Google Groups no longer supports new Usenet posts or subscriptions. Historical content remains viewable.
Dismiss

Re: Proposal for a new PMC layout and more

10 views
Skip to first unread message

Dan Sugalski

unread,
Sep 1, 2004, 12:26:34 PM9/1/04
to Leopold Toetsch, Perl 6 Internals
At 5:17 PM +0200 9/1/04, Leopold Toetsch wrote:
>Below is a pod document describing some IMHO worthwhile changes. I
>hope I didn't miss some issues that could inhibit the implementation.

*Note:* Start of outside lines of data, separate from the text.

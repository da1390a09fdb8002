//! Error types for the artifact cache
//!
//! All modules use `CacheResult<T>` as their return type.

use crate::access::Permission;
use std::path::PathBuf;
use thiserror::Error;

/// Result type alias for artifact cache operations
pub type CacheResult<T> = Result<T, CacheError>;

/// All errors that can occur in the artifact cache
#[derive(Error, Debug)]
pub enum CacheError {
    // Request errors
    #[error("Artifact not found: {0}")]
    NotFound(String),

    #[error("Scope not found: {0}")]
    ScopeNotFound(String),

    #[error("Authentication required for scope {0}")]
    Unauthenticated(String),

    #[error("Missing {required} permission on scope {scope}")]
    Unauthorized { scope: String, required: Permission },

    #[error("Path escapes cache root: {0}")]
    PathEscape(String),

    #[error("Invalid artifact key {key:?}: {reason}")]
    InvalidKey { key: String, reason: String },

    #[error("Artifact key names a directory: {0}")]
    KeyIsDirectory(String),

    #[error("Artifact key passes through a stored file: {0}")]
    KeyUnderFile(String),

    #[error("Artifact exceeds the {limit} byte upload limit")]
    PayloadTooLarge { limit: u64 },

    #[error("Method not implemented: {0}")]
    UnsupportedMethod(String),

    // Configuration errors
    #[error("Invalid configuration at {path}: {reason}")]
    ConfigInvalid { path: PathBuf, reason: String },

    #[error("Configuration file not found: {0}")]
    ConfigNotFound(PathBuf),

    #[error("Failed to create config directory {path}: {source}")]
    ConfigDirCreate {
        path: PathBuf,
        #[source]
        source: std::io::Error,
    },

    // IO errors
    #[error("IO error: {context}")]
    Io {
        context: String,
        #[source]
        source: std::io::Error,
    },

    // Serialization errors
    #[error("JSON error: {0}")]
    Json(#[from] serde_json::Error),

    #[error("TOML parse error: {0}")]
    TomlParse(#[from] toml::de::Error),

    #[error("TOML serialize error: {0}")]
    TomlSerialize(#[from] toml::ser::Error),

    // General errors
    #[error("Internal error: {0}")]
    Internal(String),
}

impl CacheError {
    /// Create an IO error with context
    pub fn io(context: impl Into<String>, source: std::io::Error) -> Self {
        Self::Io {
            context: context.into(),
            source,
        }
    }

    /// Create an invalid key error
    pub fn invalid_key(key: impl Into<String>, reason: impl Into<String>) -> Self {
        Self::InvalidKey {
            key: key.into(),
            reason: reason.into(),
        }
    }

    /// Whether the caller sent something the cache refuses, as opposed to
    /// the cache failing on its own
    pub fn is_client_error(&self) -> bool {
        matches!(
            self,
            Self::NotFound(_)
                | Self::ScopeNotFound(_)
                | Self::Unauthenticated(_)
                | Self::Unauthorized { .. }
                | Self::PathEscape(_)
                | Self::InvalidKey { .. }
                | Self::KeyIsDirectory(_)
                | Self::KeyUnderFile(_)
                | Self::PayloadTooLarge { .. }
                | Self::UnsupportedMethod(_)
        )
    }

    /// Get actionable hint for the error
    pub fn hint(&self) -> Option<&'static str> {
        match self {
            Self::ScopeNotFound(_) => Some("Declare the scope under [[scopes]] in config.toml"),
            Self::ConfigNotFound(_) => Some("Run: artifact-cache config init"),
            Self::Unauthenticated(_) => Some("Send an Authorization: Bearer <token> header"),
            _ => None,
        }
    }
}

Interesting. But... no. Things are the way they are on purpose -- a
lot of thought, a not-incosiderable amount of pain, and a lot of
harsh experience went into precursor designs, the current design, and
the current implementation.

We're going to leave it as-is.
--
Dan

--------------------------------------it's like this-------------------
Dan Sugalski even samurai
d...@sidhe.org have teddy bears and even
teddy bears get drunk

Aaron Sherman

unread,
Sep 1, 2004, 12:32:49 PM9/1/04
to Leopold Toetsch, Perl 6 Internals
On Wed, 2004-09-01 at 11:17, Leopold Toetsch wrote:

> Comments welcome,

Honestly, much of this goes beyond my meager understanding of Parrot
internals, but I've read it, and most of it seems reasonable. Just on
point where you may not have considered a logical alternative:

> =head2 2.6. Morphing Undefs
>
> Currently all binary (and other) opcodes need an existing destination
> PMC. The normal sequence a compiler emits is something like this:
>
> $P0 = new Undef
> $P0 = a + b

Since you've lopped a lot of space off of PMCs, Undefs could be made
large enough to fit a basic buffer PMC (3 words). In that case, they
could always be upgraded in-place to integer PMCs, float PMCs, very
simple objects, references and buffers. Everything else would need to go
through a copy-upgrade.

The trade-off is that all PMCs would be 3 words unless special code was
emitted that avoided this for smaller (integer, float, reference) PMCs.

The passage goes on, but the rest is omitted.